= DATA EXTRACTS =
== == ==

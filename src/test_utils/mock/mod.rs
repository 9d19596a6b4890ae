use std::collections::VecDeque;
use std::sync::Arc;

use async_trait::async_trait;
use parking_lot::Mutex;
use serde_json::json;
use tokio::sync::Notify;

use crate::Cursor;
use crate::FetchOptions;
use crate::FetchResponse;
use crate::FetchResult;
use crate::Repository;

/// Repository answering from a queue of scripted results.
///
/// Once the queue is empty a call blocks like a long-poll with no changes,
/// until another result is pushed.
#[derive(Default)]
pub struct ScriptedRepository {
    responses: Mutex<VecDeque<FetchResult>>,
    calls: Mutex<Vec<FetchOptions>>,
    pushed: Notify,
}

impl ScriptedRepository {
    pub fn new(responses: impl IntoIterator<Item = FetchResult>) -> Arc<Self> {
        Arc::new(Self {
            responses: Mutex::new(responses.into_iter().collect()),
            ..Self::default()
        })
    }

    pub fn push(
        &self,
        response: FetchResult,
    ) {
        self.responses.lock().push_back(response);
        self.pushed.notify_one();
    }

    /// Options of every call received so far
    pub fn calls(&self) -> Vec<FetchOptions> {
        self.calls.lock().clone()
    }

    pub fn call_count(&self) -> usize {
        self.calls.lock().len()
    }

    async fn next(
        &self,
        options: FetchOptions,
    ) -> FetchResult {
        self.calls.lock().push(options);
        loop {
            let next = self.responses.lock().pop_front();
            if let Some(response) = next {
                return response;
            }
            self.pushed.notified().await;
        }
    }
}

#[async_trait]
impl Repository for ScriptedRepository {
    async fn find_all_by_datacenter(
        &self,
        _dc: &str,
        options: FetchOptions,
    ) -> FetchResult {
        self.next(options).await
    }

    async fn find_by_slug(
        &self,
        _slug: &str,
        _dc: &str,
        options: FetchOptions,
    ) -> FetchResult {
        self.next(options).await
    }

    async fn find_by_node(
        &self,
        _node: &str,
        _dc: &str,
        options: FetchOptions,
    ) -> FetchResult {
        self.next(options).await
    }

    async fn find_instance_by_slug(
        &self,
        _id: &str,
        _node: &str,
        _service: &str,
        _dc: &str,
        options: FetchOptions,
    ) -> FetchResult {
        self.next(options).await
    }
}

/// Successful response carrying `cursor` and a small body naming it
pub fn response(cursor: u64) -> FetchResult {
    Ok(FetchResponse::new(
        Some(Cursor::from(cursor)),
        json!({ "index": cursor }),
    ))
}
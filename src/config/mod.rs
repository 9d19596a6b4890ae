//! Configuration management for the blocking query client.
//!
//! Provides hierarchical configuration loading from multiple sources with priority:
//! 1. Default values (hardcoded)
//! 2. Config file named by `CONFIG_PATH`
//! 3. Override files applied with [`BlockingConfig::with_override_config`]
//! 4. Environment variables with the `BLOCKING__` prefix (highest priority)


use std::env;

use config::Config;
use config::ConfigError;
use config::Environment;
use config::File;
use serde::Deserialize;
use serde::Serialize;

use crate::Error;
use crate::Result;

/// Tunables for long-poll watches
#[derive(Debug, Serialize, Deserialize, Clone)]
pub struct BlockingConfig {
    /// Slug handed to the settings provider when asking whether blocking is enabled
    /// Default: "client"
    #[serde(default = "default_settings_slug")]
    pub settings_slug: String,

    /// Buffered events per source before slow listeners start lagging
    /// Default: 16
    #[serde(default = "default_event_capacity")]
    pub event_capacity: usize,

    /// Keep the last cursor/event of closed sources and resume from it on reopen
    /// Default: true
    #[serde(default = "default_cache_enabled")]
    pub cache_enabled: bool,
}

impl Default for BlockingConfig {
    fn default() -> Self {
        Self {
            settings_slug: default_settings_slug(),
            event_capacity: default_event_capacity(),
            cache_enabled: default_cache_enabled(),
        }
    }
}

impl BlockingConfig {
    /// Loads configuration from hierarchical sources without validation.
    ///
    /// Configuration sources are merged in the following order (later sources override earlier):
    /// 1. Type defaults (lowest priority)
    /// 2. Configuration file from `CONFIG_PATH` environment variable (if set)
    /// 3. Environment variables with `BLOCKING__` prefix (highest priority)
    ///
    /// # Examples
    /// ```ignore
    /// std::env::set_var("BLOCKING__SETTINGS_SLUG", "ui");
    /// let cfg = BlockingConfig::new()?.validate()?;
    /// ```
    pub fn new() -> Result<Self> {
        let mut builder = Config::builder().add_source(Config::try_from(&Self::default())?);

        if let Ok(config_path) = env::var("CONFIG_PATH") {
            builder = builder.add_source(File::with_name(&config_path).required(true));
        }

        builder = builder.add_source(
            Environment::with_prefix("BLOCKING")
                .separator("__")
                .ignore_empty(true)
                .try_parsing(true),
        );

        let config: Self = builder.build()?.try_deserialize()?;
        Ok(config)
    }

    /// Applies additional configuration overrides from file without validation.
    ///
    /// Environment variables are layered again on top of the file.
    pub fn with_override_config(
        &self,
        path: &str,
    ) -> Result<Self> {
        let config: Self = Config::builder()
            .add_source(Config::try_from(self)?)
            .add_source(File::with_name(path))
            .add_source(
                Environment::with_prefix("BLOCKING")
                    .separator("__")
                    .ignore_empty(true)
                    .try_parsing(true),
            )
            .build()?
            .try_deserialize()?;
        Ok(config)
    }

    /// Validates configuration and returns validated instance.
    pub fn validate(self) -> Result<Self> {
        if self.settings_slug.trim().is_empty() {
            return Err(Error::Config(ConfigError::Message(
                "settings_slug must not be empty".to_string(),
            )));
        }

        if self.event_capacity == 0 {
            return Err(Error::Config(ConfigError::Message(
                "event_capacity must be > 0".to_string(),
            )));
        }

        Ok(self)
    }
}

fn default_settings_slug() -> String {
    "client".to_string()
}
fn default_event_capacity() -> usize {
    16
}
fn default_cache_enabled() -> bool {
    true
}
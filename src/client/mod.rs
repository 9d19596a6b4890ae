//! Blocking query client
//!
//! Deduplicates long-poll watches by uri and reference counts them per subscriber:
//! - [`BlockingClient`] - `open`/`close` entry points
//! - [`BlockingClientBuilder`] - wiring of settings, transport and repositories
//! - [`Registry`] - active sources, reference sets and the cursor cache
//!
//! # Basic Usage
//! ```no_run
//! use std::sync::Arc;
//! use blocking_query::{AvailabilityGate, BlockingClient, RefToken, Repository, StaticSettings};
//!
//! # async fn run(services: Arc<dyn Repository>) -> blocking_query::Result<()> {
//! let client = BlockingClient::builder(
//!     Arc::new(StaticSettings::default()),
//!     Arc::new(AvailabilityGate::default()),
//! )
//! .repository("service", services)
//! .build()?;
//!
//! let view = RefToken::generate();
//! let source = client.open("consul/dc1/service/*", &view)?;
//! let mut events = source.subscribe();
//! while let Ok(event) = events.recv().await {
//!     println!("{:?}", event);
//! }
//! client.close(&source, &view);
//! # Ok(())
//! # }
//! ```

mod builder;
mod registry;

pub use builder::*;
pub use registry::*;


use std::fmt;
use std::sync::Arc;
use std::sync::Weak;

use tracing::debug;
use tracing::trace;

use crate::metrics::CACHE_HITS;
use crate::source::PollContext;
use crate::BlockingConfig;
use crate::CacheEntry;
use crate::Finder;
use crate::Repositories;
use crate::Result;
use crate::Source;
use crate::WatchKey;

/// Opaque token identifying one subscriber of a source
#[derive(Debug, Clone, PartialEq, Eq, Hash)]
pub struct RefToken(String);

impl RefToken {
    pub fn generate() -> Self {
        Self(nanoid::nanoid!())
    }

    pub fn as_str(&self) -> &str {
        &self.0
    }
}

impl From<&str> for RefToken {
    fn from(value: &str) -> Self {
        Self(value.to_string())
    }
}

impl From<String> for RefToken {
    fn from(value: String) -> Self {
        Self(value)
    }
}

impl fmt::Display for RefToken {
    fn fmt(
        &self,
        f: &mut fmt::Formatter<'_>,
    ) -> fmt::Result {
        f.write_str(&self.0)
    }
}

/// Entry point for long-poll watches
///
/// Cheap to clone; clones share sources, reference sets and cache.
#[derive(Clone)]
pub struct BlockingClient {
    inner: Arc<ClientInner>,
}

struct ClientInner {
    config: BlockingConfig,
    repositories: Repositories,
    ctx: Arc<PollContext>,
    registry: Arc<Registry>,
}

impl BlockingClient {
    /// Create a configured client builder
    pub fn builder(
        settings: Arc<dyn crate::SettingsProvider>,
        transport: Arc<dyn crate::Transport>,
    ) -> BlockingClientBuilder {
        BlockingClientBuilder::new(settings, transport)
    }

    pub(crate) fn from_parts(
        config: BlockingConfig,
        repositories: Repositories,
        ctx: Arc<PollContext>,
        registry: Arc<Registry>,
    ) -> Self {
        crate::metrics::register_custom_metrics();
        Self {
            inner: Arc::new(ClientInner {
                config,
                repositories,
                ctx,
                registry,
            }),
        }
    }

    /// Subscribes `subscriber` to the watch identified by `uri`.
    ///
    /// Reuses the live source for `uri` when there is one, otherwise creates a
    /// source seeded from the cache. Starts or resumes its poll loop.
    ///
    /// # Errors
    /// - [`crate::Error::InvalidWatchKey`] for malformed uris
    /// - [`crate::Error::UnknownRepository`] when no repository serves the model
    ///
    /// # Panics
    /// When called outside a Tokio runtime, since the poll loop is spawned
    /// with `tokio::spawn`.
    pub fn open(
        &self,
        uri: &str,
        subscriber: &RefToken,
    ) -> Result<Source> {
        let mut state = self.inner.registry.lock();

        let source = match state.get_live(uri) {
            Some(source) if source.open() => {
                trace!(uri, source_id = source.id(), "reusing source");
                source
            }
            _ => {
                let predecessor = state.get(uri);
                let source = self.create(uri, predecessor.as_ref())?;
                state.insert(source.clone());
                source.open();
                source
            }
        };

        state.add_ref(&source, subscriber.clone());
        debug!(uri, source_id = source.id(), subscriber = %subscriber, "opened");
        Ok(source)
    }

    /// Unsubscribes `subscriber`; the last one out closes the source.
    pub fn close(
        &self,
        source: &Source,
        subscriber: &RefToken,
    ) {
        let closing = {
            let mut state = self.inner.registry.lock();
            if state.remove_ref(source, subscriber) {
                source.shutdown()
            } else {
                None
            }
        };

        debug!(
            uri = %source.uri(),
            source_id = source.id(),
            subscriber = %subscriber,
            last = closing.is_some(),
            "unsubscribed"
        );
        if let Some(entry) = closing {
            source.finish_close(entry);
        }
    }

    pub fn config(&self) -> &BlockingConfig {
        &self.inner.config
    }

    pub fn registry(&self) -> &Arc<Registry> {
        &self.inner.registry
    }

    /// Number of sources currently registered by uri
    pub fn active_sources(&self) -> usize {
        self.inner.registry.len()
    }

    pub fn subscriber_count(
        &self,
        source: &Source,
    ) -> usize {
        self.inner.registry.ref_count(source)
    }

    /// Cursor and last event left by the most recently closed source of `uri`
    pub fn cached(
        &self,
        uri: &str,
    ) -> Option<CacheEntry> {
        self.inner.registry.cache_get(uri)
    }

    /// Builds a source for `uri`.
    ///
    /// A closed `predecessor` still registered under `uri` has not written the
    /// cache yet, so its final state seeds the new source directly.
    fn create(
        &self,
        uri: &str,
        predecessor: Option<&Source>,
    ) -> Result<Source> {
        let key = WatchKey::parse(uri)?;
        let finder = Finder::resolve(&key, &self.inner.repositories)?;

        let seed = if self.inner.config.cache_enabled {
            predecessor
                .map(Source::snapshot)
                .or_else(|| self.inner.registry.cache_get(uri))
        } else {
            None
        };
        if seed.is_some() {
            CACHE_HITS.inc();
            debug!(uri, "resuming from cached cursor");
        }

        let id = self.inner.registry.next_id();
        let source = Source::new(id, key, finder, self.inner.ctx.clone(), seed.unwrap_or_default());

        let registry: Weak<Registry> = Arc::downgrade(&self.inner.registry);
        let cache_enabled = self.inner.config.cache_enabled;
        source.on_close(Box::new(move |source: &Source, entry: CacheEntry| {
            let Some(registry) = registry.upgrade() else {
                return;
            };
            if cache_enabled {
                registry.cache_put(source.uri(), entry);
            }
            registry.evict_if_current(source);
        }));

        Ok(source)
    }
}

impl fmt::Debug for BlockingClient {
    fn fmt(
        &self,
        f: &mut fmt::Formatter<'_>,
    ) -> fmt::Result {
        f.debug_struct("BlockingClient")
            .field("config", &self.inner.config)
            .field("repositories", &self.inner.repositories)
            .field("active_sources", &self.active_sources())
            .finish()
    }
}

== == ==

Copy out precisely the lines from the line with "use serde_json::json;" to the line with "self.pushed.notify_one();" in the material above, including those two lines and omitting all the rest.

= RESPONSE =
use serde_json::json;
use tokio::sync::Notify;

use crate::Cursor;
use crate::FetchOptions;
use crate::FetchResponse;
use crate::FetchResult;
use crate::Repository;

/// Repository answering from a queue of scripted results.
///
/// Once the queue is empty a call blocks like a long-poll with no changes,
/// until another result is pushed.
#[derive(Default)]
pub struct ScriptedRepository {
    responses: Mutex<VecDeque<FetchResult>>,
    calls: Mutex<Vec<FetchOptions>>,
    pushed: Notify,
}

impl ScriptedRepository {
    pub fn new(responses: impl IntoIterator<Item = FetchResult>) -> Arc<Self> {
        Arc::new(Self {
            responses: Mutex::new(responses.into_iter().collect()),
            ..Self::default()
        })
    }

    pub fn push(
        &self,
        response: FetchResult,
    ) {
        self.responses.lock().push_back(response);
        self.pushed.notify_one();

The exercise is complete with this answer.